Les familles témoignent d’un climat délétère
Maria, mère d’un détenu condamné pour vol, dénonce un sentiment d’insécurité sans précédent chez son fils. « Ce qui m’inquiète le plus, c’est l’automutilation – ils l’ont tellement affecté qu’il s’est mis à se couper, ce qu’il n’avait jamais fait auparavant. »
Elle évoque aussi la prolifération des drogues en prison, facilitées par les envois dissimulés sous les portes de cellules, piégeant les détenus dans des dettes difficiles à rembourser.
Un système de réinsertion qui peine à fonctionner
À son ouverture, les gouvernements conservateurs avaient vanté la prison « intelligente », dotée d’ateliers, de salles de classe et de programmes de désintoxication destinés à faciliter l’insertion professionnelle des détenus à leur sortie.
Le système offre des privilèges et un niveau de détention plus favorable aux prisonniers bien disciplinés. Pourtant, selon Maria, son fils ne parvient pas à trouver du travail en prison, car les emplois disponibles sont majoritairement attribués aux délinquants sexuels, qui bénéficieraient d’une vie plus facile.
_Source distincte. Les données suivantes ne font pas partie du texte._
#[cfg(test)]
mod tests {
    use super::*;
    use crate::credentials::BreachCorpus;
    use crate::records::InMemoryRecordStore;
    use shared::{Dimensions, Identity, UploadedFile};
    use std::sync::Arc;

    lazy_static! {
        static ref DIGITS: Regex = Regex::new(r"^[0-9]{6}$").unwrap();
    }

    fn fields(pairs: Vec<(&str, FieldValue)>) -> FieldMap {
        pairs.into_iter().map(|(k, v)| (k.to_string(), v)).collect()
    }

    async fn run(spec: &EndpointSpec, input: FieldMap) -> (ErrorBag, FieldMap) {
        run_with(spec, input, &Collaborators::in_memory(), &RequestContext::new("127.0.0.1")).await
    }

    async fn run_with(
        spec: &EndpointSpec,
        input: FieldMap,
        deps: &Collaborators,
        ctx: &RequestContext,
    ) -> (ErrorBag, FieldMap) {
        validate_fields(&input, spec, ctx, deps).await.unwrap()
    }

    #[tokio::test]
    async fn test_required_stops_other_rules() {
        let spec = EndpointSpec::new("t").field(FieldSpec::new(
            "otp",
            vec![Rule::Required, Rule::String, Rule::Size(6.0)],
        ));
        let (errors, values) = run(&spec, FieldMap::new()).await;
        assert_eq!(errors.get("otp"), ["The otp field is required."]);
        assert!(values.is_empty());

        let (errors, _) = run(&spec, fields(vec![("otp", FieldValue::string("  "))])).await;
        assert_eq!(errors.get("otp").len(), 1);
    }

    #[tokio::test]
    async fn test_optional_fields_absent_or_blank_are_skipped() {
        let spec = EndpointSpec::new("t")
            .field(FieldSpec::new("company", vec![Rule::Nullable, Rule::String, Rule::Max(3.0)]))
            .field(FieldSpec::new("tax_id", vec![Rule::Sometimes, Rule::String]))
            .field(FieldSpec::new("note", vec![Rule::String, Rule::Min(5.0)]));

        let (errors, values) = run(
            &spec,
            fields(vec![("company", FieldValue::Null), ("note", FieldValue::string(""))]),
        )
        .await;
        assert!(errors.is_empty());
        assert_eq!(values["company"], FieldValue::Null);
        assert!(!values.contains_key("tax_id"));
    }

    #[tokio::test]
    async fn test_all_messages_accumulate() {
        let spec = EndpointSpec::new("t").field(FieldSpec::new(
            "otp",
            vec![Rule::Required, Rule::String, Rule::Size(6.0), Rule::Regex(&DIGITS)],
        ));
        let (errors, _) = run(&spec, fields(vec![("otp", FieldValue::string("12a"))])).await;
        assert_eq!(
            errors.get("otp"),
            [
                "The otp field must be 6 characters.",
                "The otp field format is invalid."
            ]
        );
    }

    #[tokio::test]
    async fn test_integer_and_boolean_coercion() {
        let spec = EndpointSpec::new("t")
            .field(FieldSpec::new("limit", vec![Rule::Integer, Rule::Min(1.0), Rule::Max(100.0)]))
            .field(FieldSpec::new("remember", vec![Rule::Nullable, Rule::Boolean]));

        let (errors, values) = run(
            &spec,
            fields(vec![
                ("limit", FieldValue::string("20")),
                ("remember", FieldValue::string("1")),
            ]),
        )
        .await;
        assert!(errors.is_empty());
        assert_eq!(values["limit"], FieldValue::Integer(20));
        assert_eq!(values["remember"], FieldValue::Bool(true));

        let (errors, _) = run(&spec, fields(vec![("limit", FieldValue::Integer(500))])).await;
        assert_eq!(errors.get("limit"), ["The limit field must not be greater than 100."]);
    }

    #[tokio::test]
    async fn test_each_rules_key_errors_by_index() {
        static HEALTH: &[&str] = &["vegan", "paleo"];
        let spec = EndpointSpec::new("t")
            .field(
                FieldSpec::new("health", vec![Rule::Sometimes, Rule::Array])
                    .each(vec![Rule::String, Rule::In(HEALTH)]),
            )
            .messages(&[("health.*.in", "Invalid health label provided.")]);

        let (errors, _) = run(
            &spec,
            fields(vec![(
                "health",
                FieldValue::List(vec!["vegan".into(), "carnivore".into()]),
            )]),
        )
        .await;
        assert!(!errors.has("health.0"));
        assert_eq!(errors.get("health.1"), ["Invalid health label provided."]);
    }

    #[tokio::test]
    async fn test_confirmed_error_on_declaring_field() {
        let spec = EndpointSpec::new("t").field(FieldSpec::new(
            "password",
            vec![Rule::Required, Rule::String, Rule::Confirmed],
        ));
        let (errors, _) = run(
            &spec,
            fields(vec![
                ("password", FieldValue::string("Abc12345!")),
                ("password_confirmation", FieldValue::string("Abc12345")),
            ]),
        )
        .await;
        assert_eq!(
            errors.get("password"),
            ["The password field confirmation does not match."]
        );
        assert!(!errors.has("password_confirmation"));
    }

    #[tokio::test]
    async fn test_different_uses_other_label() {
        let spec = EndpointSpec::new("t")
            .field(FieldSpec::new("password", vec![Rule::Different("current_password")]))
            .attribute("password", "new password")
            .attribute("current_password", "current password");
        let (errors, _) = run(
            &spec,
            fields(vec![
                ("password", FieldValue::string("same")),
                ("current_password", FieldValue::string("same")),
            ]),
        )
        .await;
        assert_eq!(
            errors.get("password"),
            ["The new password field and current password must be different."]
        );
    }

    #[tokio::test]
    async fn test_password_policy_stages() {
        let spec = EndpointSpec::new("t")
            .field(FieldSpec::new("password", vec![Rule::Password(PasswordPolicy::strong())]));
        let deps = Collaborators::in_memory()
            .with_breaches(Arc::new(BreachCorpus::from_passwords(["Sunny#Day42"])));
        let ctx = RequestContext::new("127.0.0.1");

        let (errors, _) = run_with(&spec, fields(vec![("password", "short".into())]), &deps, &ctx).await;
        assert_eq!(errors.get("password"), ["The password field must be at least 8 characters."]);

        let (errors, _) =
            run_with(&spec, fields(vec![("password", "alllowercase".into())]), &deps, &ctx).await;
        assert_eq!(errors.get("password").len(), 3);

        let (errors, _) =
            run_with(&spec, fields(vec![("password", "Sunny#Day42".into())]), &deps, &ctx).await;
        assert!(errors.first("password").unwrap().contains("data leak"));

        let (errors, _) =
            run_with(&spec, fields(vec![("password", "Quiet#Lake17".into())]), &deps, &ctx).await;
        assert!(errors.is_empty());
    }

    #[tokio::test]
    async fn test_unique_ignores_current_identity() {
        let records = InMemoryRecordStore::new();
        records.insert("users", "email", "jane@example.com", 4);
        let deps = Collaborators::in_memory().with_records(Arc::new(records));

        let spec = EndpointSpec::new("t").field(FieldSpec::new(
            "email",
            vec![Rule::Unique {
                table: "users",
                column: "email",
                ignore_current: true,
            }],
        ));
        let input = fields(vec![("email", "jane@example.com".into())]);

        let own = RequestContext::new("127.0.0.1").with_identity(Identity {
            id: 4,
            email: "jane@example.com".into(),
        });
        let (errors, _) = run_with(&spec, input.clone(), &deps, &own).await;
        assert!(errors.is_empty());

        let (errors, _) = run_with(&spec, input, &deps, &RequestContext::new("127.0.0.1")).await;
        assert_eq!(errors.get("email"), ["The email has already been taken."]);
    }

    #[tokio::test]
    async fn test_image_rules() {
        static IMAGE_TYPES: &[&str] = &["jpeg", "png", "jpg", "gif"];
        let spec = EndpointSpec::new("t").field(FieldSpec::new(
            "avatar",
            vec![
                Rule::Image,
                Rule::Mimes(IMAGE_TYPES),
                Rule::Max(2048.0),
                Rule::Dimensions(DimensionBounds {
                    min_width: Some(50),
                    min_height: Some(50),
                    max_width: Some(1000),
                    max_height: Some(1000),
                }),
            ],
        ));

        let ok = UploadedFile {
            original_name: "me.jpg".into(),
            mime_type: "image/jpeg".into(),
            size_bytes: 100 * 1024,
            dimensions: Some(Dimensions { width: 200, height: 200 }),
        };
        let (errors, _) = run(&spec, fields(vec![("avatar", ok.clone().into())])).await;
        assert!(errors.is_empty());

        let huge = UploadedFile {
            size_bytes: 4096 * 1024,
            dimensions: Some(Dimensions { width: 20, height: 2000 }),
            ..ok
        };
        let (errors, _) = run(&spec, fields(vec![("avatar", huge.into())])).await;
        assert_eq!(
            errors.get("avatar"),
            [
                "The avatar field must not be greater than 2048 kilobytes.",
                "The avatar field has invalid image dimensions."
            ]
        );
    }

    #[test]
    fn test_email_syntax() {
        assert!(is_valid_email("jane.doe+diet@example.co.uk"));
        assert!(!is_valid_email("jane@"));
        assert!(!is_valid_email("jane..doe@example.com"));
        assert!(!is_valid_email("no-at-sign.example.com"));
        assert!(!is_valid_email("jane@-example.com"));
    }

    #[test]
    fn test_measure_prefers_numeric_value() {
        assert_eq!(measure(&FieldValue::string("250"), true), Some((250.0, SizeKind::Numeric)));
        assert_eq!(measure(&FieldValue::string("250"), false), Some((3.0, SizeKind::String)));
        assert_eq!(measure(&FieldValue::Bool(true), false), None);
    }

    #[test]
    fn test_integer_coercion_rejects_out_of_range_floats() {
        assert_eq!(coerce_integer(&FieldValue::Float(42.0)), Some(42));
        assert_eq!(coerce_integer(&FieldValue::Float(-I64_LIMIT)), Some(i64::MIN));
        assert_eq!(coerce_integer(&FieldValue::Float(1e19)), None);
        assert_eq!(coerce_integer(&FieldValue::Float(I64_LIMIT)), None);
        assert_eq!(coerce_integer(&FieldValue::Float(-1e19)), None);
        assert_eq!(coerce_integer(&FieldValue::Float(f64::NAN)), None);
        assert_eq!(coerce_integer(&FieldValue::Float(2.5)), None);
    }
}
Des décès récents et une gestion contestée
Depuis décembre, trois détenus sont décédés à HMP Five Wells. Parmi eux, Kevin Golby, 49 ans, retrouvé mort dans sa cellule un jour après une agression, et Reece Pryce, 23 ans, décédé le jour de Noël, dont les circonstances restent à éclaircir.
Des vidéos prises par des détenus montrent des bagarres, de la consommation de drogues et des comportements à haut risque, comme un homme torse nu acclamé sur un toit. G4S, la société gestionnaire, assure que ces incidents datent de 2023 et ont été traités de manière appropriée.
Rapport d’inspection et réponses officielles
Le rapport d’inspection de novembre 2024 souligne un taux d’automutilation « le plus élevé parmi les prisons similaires », ainsi qu’une anxiété accrue liée à l’intégration et des cas de harcèlement signalés. Toutefois, des progrès ont été observés sur la gestion, les activités et les relations entre le personnel et les détenus.
Un porte-parole de G4S affirme que la société continue de gérer la population carcérale en fonction des besoins et maintient la détention des condamnés pour délits sexuels depuis toujours. Il dément les difficultés évoquées par Sam et assure que la sécurité des prisonniers est une priorité, tout comme l’application juste des privilèges en fonction du comportement.
Concernant la problématique des drogues, G4S reconnaît qu’elles restent un défi commun à toutes les prisons, mais qu’elle applique les politiques nationales et veille aussi à la sécurité des visiteurs.